Food to Put Hair on your Chest
‘Klingon’ was how I used to describe Korean food in my first six months of living in Korea. I’m sure many of the first Koreans I met, and probably everyone meets on their initiation into Korean culture, enjoyed taking me to places where eating was either a trial or simply difficult. Everything seemed to be either raw, alive, recently butchered, or some part of the animal associated with intestines or anuses. Even the infamous dog stew is almost an English Sunday dinner in comparison to some of the ‘Klingon’ menu. I’ve eaten dog meat twice under the assumption it was another meat and masked by copious soju, was unaware. Not the same can be said for some of the other foods which would chill your spine in all but the most extreme states of intoxication. And if the initiation to Korean cuisine isn’t focused on eating as a test of will power, basically of suppressing revulsion, getting it into your mouth is problematic.

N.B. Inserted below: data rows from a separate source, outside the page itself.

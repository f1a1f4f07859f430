//! Provenance store behavior against real git notes.

#[macro_use]
mod repos;

use git_authorship::authorship::record::{AuthorInfo, AuthorshipRecord};
use git_authorship::authorship::store::NotesStore;
use git_authorship::config::Config;
use git_authorship::error::AttributionError;
use repos::test_repo::TestRepo;

/// Three commits: human, AI, human
fn three_commit_history(repo: &TestRepo) -> Vec<String> {
    repo.write("app.py", &lines!["a = 1"]);
    let first = repo.commit("first", "Alice");
    repo.write("app.py", &lines!["a = 1", "b = 2"]);
    let second = repo.commit("second", "Alice");
    repo.write("app.py", &lines!["a = 1", "b = 2", "c = 3"]);
    let third = repo.commit("third", "Bob");
    vec![first, second, third]
}

#[test]
fn test_put_then_get_round_trips() {
    let repo = TestRepo::new();
    let commits = three_commit_history(&repo);

    let mut record = AuthorshipRecord::new(&commits[1]);
    record.add_author("app.py", AuthorInfo::human("Alice"));
    record.add_author("app.py", AuthorInfo::ai("Claude Code", Some("claude-sonnet-4")));
    repo.store().put(&record).unwrap();

    assert_eq!(repo.store().get(&commits[1]).unwrap(), Some(record));
    assert_eq!(repo.store().get(&commits[0]).unwrap(), None);
}

#[test]
fn test_note_is_canonical_json_under_reserved_ref() {
    let repo = TestRepo::new();
    let commits = three_commit_history(&repo);
    let record = repo.record(&commits[0], &["app.py"], AuthorInfo::human("Alice"));

    let raw = repo.git(&["notes", "--ref=ai-authorship", "show", &commits[0]]);
    assert_eq!(raw.trim_end(), record.to_canonical_json().unwrap());
    assert!(raw.contains(r#""version":"1.0""#));
}

#[test]
fn test_last_write_wins() {
    let repo = TestRepo::new();
    let commits = three_commit_history(&repo);
    repo.record(&commits[2], &["app.py"], AuthorInfo::human("Bob"));
    let second = repo.record(&commits[2], &["app.py"], AuthorInfo::ai("Copilot", None));

    assert_eq!(repo.store().get(&commits[2]).unwrap(), Some(second));
}

#[test]
fn test_range_is_subset_of_individual_gets() {
    let repo = TestRepo::new();
    let commits = three_commit_history(&repo);
    repo.record(&commits[0], &["app.py"], AuthorInfo::human("Alice"));
    repo.record(&commits[1], &["app.py"], AuthorInfo::ai("Claude", Some("claude-3-opus")));

    let store = repo.store();
    let range = store.get_range(&format!("{}..HEAD", commits[0]));
    assert_eq!(range.len(), 1);
    for (sha, record) in &range {
        assert_eq!(store.get(sha).unwrap().as_ref(), Some(record));
    }

    let all = store.get_range("HEAD");
    assert_eq!(all.len(), 2);
    for sha in &commits {
        assert_eq!(all.get(sha), store.get(sha).unwrap().as_ref());
    }
}

#[test]
fn test_corrupt_note_is_strict_for_get_and_skipped_in_batches() {
    let repo = TestRepo::new();
    let commits = three_commit_history(&repo);
    repo.record(&commits[0], &["app.py"], AuthorInfo::human("Alice"));
    repo.git(&[
        "notes",
        "--ref=ai-authorship",
        "add",
        "-f",
        "-m",
        r#"{"version":"9.9","commit":"x","timestamp":"2024-01-01T00:00:00Z","files":{}}"#,
        &commits[1],
    ]);
    repo.git(&["notes", "--ref=ai-authorship", "add", "-f", "-m", "{not json", &commits[2]]);

    let store = repo.store();
    assert!(matches!(
        store.get(&commits[1]),
        Err(AttributionError::StoreCorrupt { .. })
    ));
    assert!(matches!(
        store.get(&commits[2]),
        Err(AttributionError::StoreCorrupt { .. })
    ));

    let range = store.get_range("HEAD");
    assert_eq!(range.keys().collect::<Vec<_>>(), vec![&commits[0]]);

    let listed = store.list().unwrap();
    assert_eq!(listed.keys().collect::<Vec<_>>(), vec![&commits[0]]);
}

#[test]
fn test_bad_range_reads_as_empty() {
    let repo = TestRepo::new();
    let commits = three_commit_history(&repo);
    repo.record(&commits[0], &["app.py"], AuthorInfo::human("Alice"));

    assert!(repo.store().get_range("no-such-branch..HEAD").is_empty());
}

#[test]
fn test_missing_namespace() {
    let repo = TestRepo::new();
    let commits = three_commit_history(&repo);

    let store = repo.store();
    assert!(!store.has_namespace());
    assert!(store.list().unwrap().is_empty());
    assert!(store.get_range("HEAD").is_empty());
    assert_eq!(store.get(&commits[0]).unwrap(), None);
}

#[test]
fn test_custom_namespace_is_isolated() {
    let repo = TestRepo::new();
    let commits = three_commit_history(&repo);
    repo.record(&commits[0], &["app.py"], AuthorInfo::human("Alice"));

    let config = Config::default().with_notes_ref("refs/notes/other");
    let other = NotesStore::new(repo.repo(), config.notes_ref());
    assert_eq!(other.namespace(), "other");
    assert_eq!(other.get(&commits[0]).unwrap(), None);
    assert!(other.list().unwrap().is_empty());
}

#[test]
fn test_get_many_matches_get() {
    let repo = TestRepo::new();
    let commits = three_commit_history(&repo);
    repo.record(&commits[0], &["app.py"], AuthorInfo::human("Alice"));
    repo.record(&commits[2], &["app.py"], AuthorInfo::ai("Cursor", None));

    let store = repo.store();
    let batch = store.get_many(&commits).unwrap();
    assert_eq!(batch.len(), 3);
    for sha in &commits {
        assert_eq!(batch.get(sha).cloned().flatten(), store.get(sha).unwrap());
    }
}

#[test]
fn test_remove() {
    let repo = TestRepo::new();
    let commits = three_commit_history(&repo);
    repo.record(&commits[0], &["app.py"], AuthorInfo::human("Alice"));

    let store = repo.store();
    store.remove(&commits[0]).unwrap();
    assert_eq!(store.get(&commits[0]).unwrap(), None);
    // removing again is not an error
    store.remove(&commits[0]).unwrap();
}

No matter how good a westerner’s chopstick skills are, eating a bowl of noodles without a splash zone encompassing anyone sat at adjacent tables, is difficult. Usually, it’s the final little suck that whips them into the mouth and flips soup broth over yourself and your neighbours. Eating noodles is an art and Koreans only have to purse their lips as if kissing, for the noodles to levitate into their mouths. Only Koreans seem able to eat noodles so effortlessly and without actually sucking and hoovering them. Eating buckwheat noodles, traditionally eaten chilled in a broth, in the summer, is weird. If I didn’t cook naengmyon (냉면) myself, I would assume the noodles were several meters long because as you start to suck them up, more and more are dragged up into your mouth. Naengmyon must be the only food where one end arrives in your stomach as the other end is leaving your bowl.

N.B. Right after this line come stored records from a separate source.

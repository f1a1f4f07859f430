use serde_json::json;

use crate::config::Config;
use crate::error::AttributionError;
use crate::git::repository::Repository;
use crate::stats::events::{EventLog, TrackingEvent};
use crate::stats::filter::{BranchFilter, BranchReport, MatchMode, branch_report};
use crate::stats::period::{PeriodSummary, PeriodWindow, period_summary};
use crate::stats::trend::{TrendAnalysis, TrendDirection};

#[derive(Debug, Clone, Default)]
pub struct EventsArgs {
    /// humantime duration, e.g. "30days"
    pub since: Option<String>,
    pub branch: Option<String>,
    pub mode: MatchMode,
    pub case_insensitive: bool,
    pub json: bool,
}

pub fn handle_events(
    repo: &Repository,
    config: &Config,
    args: &EventsArgs,
) -> Result<(), AttributionError> {
    let filter = BranchFilter {
        pattern: args.branch.clone().unwrap_or_default(),
        mode: args.mode,
        case_insensitive: args.case_insensitive,
    };
    let compiled = filter.validate()?;

    let events: Vec<TrackingEvent> = EventLog::for_repo(repo)
        .read_all()?
        .into_iter()
        .map(|mut e| {
            if e.branch.is_none() {
                e.branch = Some(config.default_branch().to_string());
            }
            e
        })
        .filter(|e| compiled.matches(e.branch_or_default()))
        .collect();

    let window = match args.since.as_deref() {
        Some(since) => PeriodWindow::last(since)?,
        None => window_covering(&events),
    };
    let summary = period_summary(&events, &window);
    let in_window: Vec<TrackingEvent> = events
        .into_iter()
        .filter(|e| window.contains(e.timestamp))
        .collect();
    let branches = branch_report(&in_window, &filter)?;
    let trend = TrendAnalysis::from_daily(&summary.daily);

    if args.json {
        let output = json!({
            "period": summary,
            "branches": branches,
            "trend": trend,
        });
        println!("{}", serde_json::to_string_pretty(&output)?);
    } else {
        print!("{}", format_report(&summary, &branches, &trend));
    }
    Ok(())
}

/// Smallest window holding every event; today when there are none
fn window_covering(events: &[TrackingEvent]) -> PeriodWindow {
    let dates = events.iter().map(|e| e.timestamp.date_naive());
    match (dates.clone().min(), dates.max()) {
        (Some(start), Some(end)) => PeriodWindow::new(start, end),
        _ => {
            let today = chrono::Utc::now().date_naive();
            PeriodWindow::new(today, today)
        }
    }
}

pub fn format_report(summary: &PeriodSummary, branches: &BranchReport, trend: &TrendAnalysis) -> String {
    let mut out = format!(
        "Period {} .. {}: {} events ({} AI, {} human) over {} active days, {:.1}% AI\n",
        summary.window.start,
        summary.window.end,
        summary.total_events,
        summary.ai_events,
        summary.human_events,
        summary.active_days,
        summary.ai_percentage
    );
    out.push_str(&format!(
        "Lines: +{} ~{} -{}\n",
        summary.lines_added, summary.lines_modified, summary.lines_deleted
    ));

    if !summary.contributors.is_empty() {
        out.push_str("\nContributors\n");
        for c in &summary.contributors {
            out.push_str(&format!(
                "  {:<24} {:>4} ai {:>4} human {:>7} lines {:>4} files\n",
                c.author,
                c.ai_events,
                c.human_events,
                c.total_lines(),
                c.files_touched
            ));
        }
    }

    if !branches.branches.is_empty() {
        out.push_str("\nBranches\n");
        for b in &branches.branches {
            out.push_str(&format!(
                "  {:<24} {:>4} events {:>6.1}% AI\n",
                b.branch,
                b.ai_events + b.human_events,
                b.ai_percentage
            ));
        }
    }

    let direction = match trend.direction {
        TrendDirection::Increasing => "increasing",
        TrendDirection::Decreasing => "decreasing",
        TrendDirection::Stable => "stable",
    };
    out.push_str(&format!(
        "\nTrend: {} ({:+.1} points), stability {:.1}",
        direction, trend.delta, trend.stability
    ));
    if let Some(weekday) = trend.most_active_weekday {
        out.push_str(&format!(", busiest day {}", weekday));
    }
    out.push('\n');
    out
}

Barfing up ectoplasm? No, but a great photo which captures the art of eating buckwheat noodles. Once you start you can’t stop!

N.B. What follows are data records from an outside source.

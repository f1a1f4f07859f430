use std::fmt;

#[derive(Debug)]
pub enum AttributionError {
    IoError(std::io::Error),
    /// Errors from invoking the git CLI that exited with a non-zero status
    GitCliError {
        code: Option<i32>,
        stderr: String,
        args: Vec<String>,
    },
    JsonError(serde_json::Error),
    Utf8Error(std::str::Utf8Error),
    FromUtf8Error(std::string::FromUtf8Error),
    /// The file cannot be blamed (binary, untracked, or absent from history).
    /// Batch callers skip the file instead of aborting.
    BlameUnavailable { path: String, reason: String },
    /// Reading a note failed for a reason other than "no note for this object"
    StoreReadFailed { commit: String, reason: String },
    StoreWriteFailed { commit: String, reason: String },
    /// A note exists but does not decode as a supported authorship record
    StoreCorrupt { commit: String, reason: String },
    InvalidFilterPattern { pattern: String, reason: String },
    Generic(String),
}

impl fmt::Display for AttributionError {
    fn fmt(&self, f: &mut fmt::Formatter<'_>) -> fmt::Result {
        match self {
            AttributionError::IoError(e) => write!(f, "IO error: {}", e),
            AttributionError::GitCliError { code, stderr, args } => match code {
                Some(c) => write!(
                    f,
                    "Git CLI ({}) failed with exit code {}: {}",
                    args.join(" "),
                    c,
                    stderr
                ),
                None => write!(f, "Git CLI ({}) failed: {}", args.join(" "), stderr),
            },
            AttributionError::JsonError(e) => write!(f, "JSON error: {}", e),
            AttributionError::Utf8Error(e) => write!(f, "UTF-8 error: {}", e),
            AttributionError::FromUtf8Error(e) => write!(f, "From UTF-8 error: {}", e),
            AttributionError::BlameUnavailable { path, reason } => {
                write!(f, "Blame unavailable for {}: {}", path, reason)
            }
            AttributionError::StoreReadFailed { commit, reason } => {
                write!(f, "Failed to read authorship note for {}: {}", commit, reason)
            }
            AttributionError::StoreWriteFailed { commit, reason } => {
                write!(f, "Failed to write authorship note for {}: {}", commit, reason)
            }
            AttributionError::StoreCorrupt { commit, reason } => {
                write!(f, "Corrupt authorship note for {}: {}", commit, reason)
            }
            AttributionError::InvalidFilterPattern { pattern, reason } => {
                write!(f, "Invalid filter pattern '{}': {}", pattern, reason)
            }
            AttributionError::Generic(e) => write!(f, "Generic error: {}", e),
        }
    }
}

impl std::error::Error for AttributionError {}

impl AttributionError {
    /// True for failures that a batch run should treat as "skip this item".
    pub fn is_skippable(&self) -> bool {
        matches!(
            self,
            AttributionError::BlameUnavailable { .. } | AttributionError::StoreCorrupt { .. }
        )
    }
}

impl From<std::io::Error> for AttributionError {
    fn from(err: std::io::Error) -> Self {
        AttributionError::IoError(err)
    }
}

impl From<serde_json::Error> for AttributionError {
    fn from(err: serde_json::Error) -> Self {
        AttributionError::JsonError(err)
    }
}

impl From<std::str::Utf8Error> for AttributionError {
    fn from(err: std::str::Utf8Error) -> Self {
        AttributionError::Utf8Error(err)
    }
}

impl From<std::string::FromUtf8Error> for AttributionError {
    fn from(err: std::string::FromUtf8Error) -> Self {
        AttributionError::FromUtf8Error(err)
    }
}

impl Clone for AttributionError {
    fn clone(&self) -> Self {
        match self {
            AttributionError::IoError(e) => {
                AttributionError::IoError(std::io::Error::new(e.kind(), e.to_string()))
            }
            AttributionError::GitCliError { code, stderr, args } => AttributionError::GitCliError {
                code: *code,
                stderr: stderr.clone(),
                args: args.clone(),
            },
            AttributionError::JsonError(e) => {
                AttributionError::Generic(format!("JSON error: {}", e))
            }
            AttributionError::Utf8Error(e) => AttributionError::Utf8Error(*e),
            AttributionError::FromUtf8Error(e) => AttributionError::FromUtf8Error(e.clone()),
            AttributionError::BlameUnavailable { path, reason } => {
                AttributionError::BlameUnavailable {
                    path: path.clone(),
                    reason: reason.clone(),
                }
            }
            AttributionError::StoreReadFailed { commit, reason } => {
                AttributionError::StoreReadFailed {
                    commit: commit.clone(),
                    reason: reason.clone(),
                }
            }
            AttributionError::StoreWriteFailed { commit, reason } => {
                AttributionError::StoreWriteFailed {
                    commit: commit.clone(),
                    reason: reason.clone(),
                }
            }
            AttributionError::StoreCorrupt { commit, reason } => AttributionError::StoreCorrupt {
                commit: commit.clone(),
                reason: reason.clone(),
            },
            AttributionError::InvalidFilterPattern { pattern, reason } => {
                AttributionError::InvalidFilterPattern {
                    pattern: pattern.clone(),
                    reason: reason.clone(),
                }
            }
            AttributionError::Generic(s) => AttributionError::Generic(s.clone()),
        }
    }
}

But there are stranger foods for the ‘gourmet’ and the naive to ‘stumble’ upon: Sea squirt (멍개), the Jekyll and Hyde of Fruit de la mare, has flesh which is beautifully orange and inviting, resembling a juicy peach but the outside looks more like a biological hand grenade genetically modified from a bloated tumour. The detergent taste of its flesh certainly cleanses your palate as does the watery bile from the innards of the closely related, styela clava, midoedoek ((미더덕), which I’d trade for a silkworm cocoon or spoonful of dog-stew, any day. Then there’s ‘dog dick’ (개불 – Urechis unicinctus), which resemble large pink worms and which you’ll enjoy far more if you haven’t witnessed them in their living state. The rubbery bodies are tasteless but coated in sesame oil, they slip down the gullet with ease.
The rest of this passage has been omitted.